//! Normalisation: raw content + request → canonical [`Book`].
//!
//! Two very different sources feed the same model:
//!
//! ```text
//! Structured(GeneratedBook) ──┐
//!                             ├──▶ Normalizer ──▶ Book
//! Fragments(Vec<Fragment>) ───┘        ▲
//!                                      │ gaps filled from
//!                                 BookRequest
//! ```
//!
//! Structured fields always win; the request only fills blanks. The
//! normaliser is pure: no file system, no network, no clock.

use super::clean::{clean_text, clean_title};
use crate::config::{AssemblyConfig, SectionLabels};
use crate::error::BookError;
use crate::model::{
    clean_list, Book, BookRequest, Chapter, Fragment, FragmentRole, GeneratedBook, ImageRef,
    RawContent,
};
use tracing::debug;

/// File suffixes stripped from fragment names to form chapter titles.
const FRAGMENT_SUFFIXES: &[&str] = &[".markdown", ".html", ".htm", ".md", ".txt"];

/// Turns raw content into a validated [`Book`].
#[derive(Debug, Clone)]
pub struct Normalizer {
    default_language: String,
    labels: Option<SectionLabels>,
}

impl Normalizer {
    pub fn new(config: &AssemblyConfig) -> Self {
        Self {
            default_language: config.default_language.clone(),
            labels: config.labels.clone(),
        }
    }

    /// Normalise `raw` into a book, filling gaps from `request`.
    ///
    /// # Errors
    /// * [`BookError::Generation`] for a generator error response.
    /// * [`BookError::Input`] when the author is blank, or when there are
    ///   neither topics nor chapters.
    pub fn normalize(&self, raw: RawContent, request: &BookRequest) -> Result<Book, BookError> {
        let book = match raw {
            RawContent::Failed { error } => return Err(BookError::generation(error)),
            RawContent::Structured(generated) => self.from_structured(generated, request),
            RawContent::Fragments(fragments) => self.from_fragments(fragments, request),
        };

        if book.author.is_empty() {
            return Err(BookError::input("author is required"));
        }
        if book.topics.is_empty() && book.chapters.is_empty() {
            return Err(BookError::input(
                "at least one topic or chapter is required",
            ));
        }

        debug!(
            "Normalised '{}' by {}: {} chapters, {} words",
            book.title,
            book.author,
            book.chapters.len(),
            book.total_words()
        );
        Ok(book)
    }

    fn labels(&self, language: &str) -> SectionLabels {
        SectionLabels::resolve(self.labels.as_ref(), language)
    }

    fn language(&self, preferred: Option<&str>, request: &BookRequest) -> String {
        non_blank(preferred)
            .or_else(|| non_blank(request.language.as_deref()))
            .unwrap_or_else(|| self.default_language.clone())
    }

    fn from_structured(&self, generated: GeneratedBook, request: &BookRequest) -> Book {
        let topics = match clean_list(&generated.topics) {
            t if t.is_empty() => request.clean_topics(),
            t => t,
        };
        let language = self.language(generated.language.as_deref(), request);
        let title = pick_title(
            generated.title.as_deref(),
            request,
            &topics,
            &self.labels(&language),
        );

        let chapters = generated
            .chapters
            .unwrap_or_default()
            .into_iter()
            .map(|c| Chapter {
                title: c.title.as_deref().map(clean_title).unwrap_or_default(),
                content: c.content.as_deref().map(clean_text).unwrap_or_default(),
                image: ImageRef::from_source(c.image.as_deref()),
            })
            .collect();

        Book {
            title,
            author: non_blank(generated.author.as_deref())
                .unwrap_or_else(|| request.author.trim().to_string()),
            publisher: non_blank(generated.publisher.as_deref())
                .or_else(|| non_blank(request.publisher.as_deref())),
            language,
            table_of_contents: generated
                .table_of_contents
                .as_deref()
                .map(clean_text)
                .unwrap_or_default(),
            chapters,
            afterword: generated
                .afterword
                .as_deref()
                .map(clean_text)
                .filter(|a| !a.is_empty()),
            topics,
            cover: ImageRef::from_source(generated.cover_image.as_deref()),
        }
    }

    fn from_fragments(&self, fragments: Vec<Fragment>, request: &BookRequest) -> Book {
        let topics = request.clean_topics();
        let language = self.language(None, request);
        let labels = self.labels(&language);

        let mut forewords = Vec::new();
        let mut bodies = Vec::new();
        let mut afterwords = Vec::new();

        for fragment in fragments {
            let text = clean_text(&fragment.text);
            if text.is_empty() {
                debug!("Skipping empty fragment '{}'", fragment.name);
                continue;
            }
            match fragment.role {
                FragmentRole::Foreword => forewords.push(Chapter {
                    title: labels.foreword.clone(),
                    content: text,
                    image: ImageRef::Absent,
                }),
                FragmentRole::Afterword => afterwords.push(text),
                FragmentRole::ChapterBody => bodies.push(Chapter {
                    title: fragment_title(&fragment.name),
                    content: text,
                    image: ImageRef::Absent,
                }),
            }
        }

        forewords.extend(bodies);
        let afterword = Some(afterwords.join("\n\n")).filter(|a| !a.is_empty());

        Book {
            title: pick_title(None, request, &topics, &labels),
            author: request.author.trim().to_string(),
            publisher: non_blank(request.publisher.as_deref()),
            language,
            table_of_contents: String::new(),
            chapters: forewords,
            afterword,
            topics,
            cover: ImageRef::Absent,
        }
    }
}

/// Reject a request that can never produce a book, before any content
/// source is consulted.
pub fn validate_request(request: &BookRequest) -> Result<(), BookError> {
    if request.author.trim().is_empty() {
        return Err(BookError::input("author is required"));
    }
    if request.clean_topics().is_empty() && request.fragments.is_empty() {
        return Err(BookError::input("at least one topic is required"));
    }
    Ok(())
}

fn non_blank(value: Option<&str>) -> Option<String> {
    value
        .map(str::trim)
        .filter(|v| !v.is_empty())
        .map(str::to_string)
}

/// Generated title, then request title, then first topic, then the label.
fn pick_title(
    generated: Option<&str>,
    request: &BookRequest,
    topics: &[String],
    labels: &SectionLabels,
) -> String {
    [generated, request.title.as_deref()]
        .into_iter()
        .flatten()
        .map(clean_title)
        .find(|t| !t.is_empty())
        .or_else(|| topics.first().cloned())
        .unwrap_or_else(|| labels.untitled.clone())
}

/// Chapter title for a legacy fragment: its file name without directory or
/// known suffix.
fn fragment_title(name: &str) -> String {
    let file = name.rsplit(|c| c == '/' || c == '\\').next().unwrap_or(name);
    let stem = FRAGMENT_SUFFIXES
        .iter()
        .find_map(|suffix| {
            let cut = file.len().checked_sub(suffix.len())?;
            file.get(cut..)
                .filter(|tail| tail.eq_ignore_ascii_case(suffix))
                .map(|_| &file[..cut])
        })
        .unwrap_or(file);
    stem.trim().to_string()
}
//! Content generation: the boundary to whatever writes the book text.
//!
//! The core never talks to a language model itself. It asks a
//! [`ContentGenerator`] for raw content and treats the answer as untrusted
//! data. [`CommandGenerator`] is the shipped implementation: it runs an
//! external program with the positional protocol
//!
//! ```text
//! <program> [args…] book <author> <topic, topic, …> <language>
//! ```
//!
//! and reads one JSON document from its stdout: either the book shape or
//! `{"error": "…"}`.
//!
//! ## Timeouts
//!
//! A whole book is several dozen completions on the generator side, so the
//! budget is large (20 minutes by default). When it runs out the child is
//! killed (`kill_on_drop`) and the run fails with
//! [`BookError::GenerationTimeout`], the only retryable error.

use crate::error::BookError;
use crate::model::{BookRequest, GeneratorResponse, RawContent};
use async_trait::async_trait;
use serde::{Deserialize, Serialize};
use std::process::Stdio;
use std::time::{Duration, Instant};
use tokio::process::Command;
use tracing::{debug, info, warn};

/// Characters of unparseable output quoted in the error message.
const OUTPUT_PREVIEW_CHARS: usize = 200;

/// What the generator is asked to write.
#[derive(Debug, Clone, PartialEq, Eq, Serialize, Deserialize)]
pub struct GenerationRequest {
    /// Always `"book"` for now.
    pub kind: String,
    pub author: String,
    pub topics: Vec<String>,
    pub language: String,
}

impl GenerationRequest {
    /// Build the generator request for `request`, falling back to
    /// `default_language` when the request names none.
    pub fn book(request: &BookRequest, default_language: &str) -> Self {
        let language = request
            .language
            .as_deref()
            .map(str::trim)
            .filter(|l| !l.is_empty())
            .unwrap_or(default_language);
        Self {
            kind: "book".to_string(),
            author: request.author.trim().to_string(),
            topics: request.clean_topics(),
            language: language.to_string(),
        }
    }
}

/// A source of structured book content.
///
/// Implementations return `Ok(RawContent::Failed { .. })` when the generator
/// answered with an error document, and `Err` when no usable answer arrived
/// at all.
#[async_trait]
pub trait ContentGenerator: Send + Sync {
    async fn generate(&self, request: &GenerationRequest) -> Result<RawContent, BookError>;
}

/// Runs an external program and parses its stdout.
#[derive(Debug, Clone)]
pub struct CommandGenerator {
    program: String,
    args: Vec<String>,
    timeout_secs: u64,
}

impl CommandGenerator {
    pub fn new(
        program: impl Into<String>,
        args: impl IntoIterator<Item = impl Into<String>>,
        timeout_secs: u64,
    ) -> Self {
        Self {
            program: program.into(),
            args: args.into_iter().map(Into::into).collect(),
            timeout_secs: timeout_secs.max(1),
        }
    }

    /// Build from `[program, args…]`, as stored in the configuration.
    pub fn from_command(command: &[String], timeout_secs: u64) -> Result<Self, BookError> {
        match command.split_first() {
            Some((program, args)) if !program.trim().is_empty() => {
                Ok(Self::new(program.clone(), args.iter().cloned(), timeout_secs))
            }
            _ => Err(BookError::InvalidConfig(
                "Generator command must name a program".into(),
            )),
        }
    }
}

#[async_trait]
impl ContentGenerator for CommandGenerator {
    async fn generate(&self, request: &GenerationRequest) -> Result<RawContent, BookError> {
        let start = Instant::now();
        info!(
            "Running generator '{}' for {} topics ({})",
            self.program,
            request.topics.len(),
            request.language
        );

        let child = Command::new(&self.program)
            .args(&self.args)
            .arg(&request.kind)
            .arg(&request.author)
            .arg(request.topics.join(", "))
            .arg(&request.language)
            .stdin(Stdio::null())
            .stdout(Stdio::piped())
            .stderr(Stdio::piped())
            .kill_on_drop(true)
            .spawn()
            .map_err(|e| {
                BookError::generation(format!("failed to start '{}': {}", self.program, e))
            })?;

        let output = tokio::time::timeout(
            Duration::from_secs(self.timeout_secs),
            child.wait_with_output(),
        )
        .await
        .map_err(|_| BookError::GenerationTimeout {
            secs: self.timeout_secs,
        })?
        .map_err(|e| BookError::generation(format!("generator I/O failed: {}", e)))?;

        let stderr = String::from_utf8_lossy(&output.stderr);
        if !stderr.trim().is_empty() {
            debug!("Generator stderr: {}", stderr.trim());
        }

        let stdout = String::from_utf8_lossy(&output.stdout);
        let parsed = parse_response(&stdout);
        if !output.status.success() {
            warn!("Generator exited with {}", output.status);
        }
        debug!(
            "Generator finished in {}ms",
            start.elapsed().as_millis()
        );
        parsed
    }
}

/// Parse generator stdout into raw content.
///
/// An `{"error": …}` document becomes [`RawContent::Failed`]; anything that
/// is not JSON is a [`BookError::Generation`] quoting the start of the
/// output.
pub fn parse_response(stdout: &str) -> Result<RawContent, BookError> {
    let trimmed = stdout.trim();
    if trimmed.is_empty() {
        return Err(BookError::generation("generator produced no output"));
    }

    serde_json::from_str::<GeneratorResponse>(trimmed)
        .map(RawContent::from)
        .map_err(|_| {
            let preview: String = trimmed.chars().take(OUTPUT_PREVIEW_CHARS).collect();
            BookError::generation(format!("invalid generator output: {}", preview))
        })
}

****

ABOUT THIS TASK :: Return, from the material above, every line with the word "collect".

ANSWER ::
            .collect();
            args: args.into_iter().map(Into::into).collect(),
            let preview: String = trimmed.chars().take(OUTPUT_PREVIEW_CHARS).collect();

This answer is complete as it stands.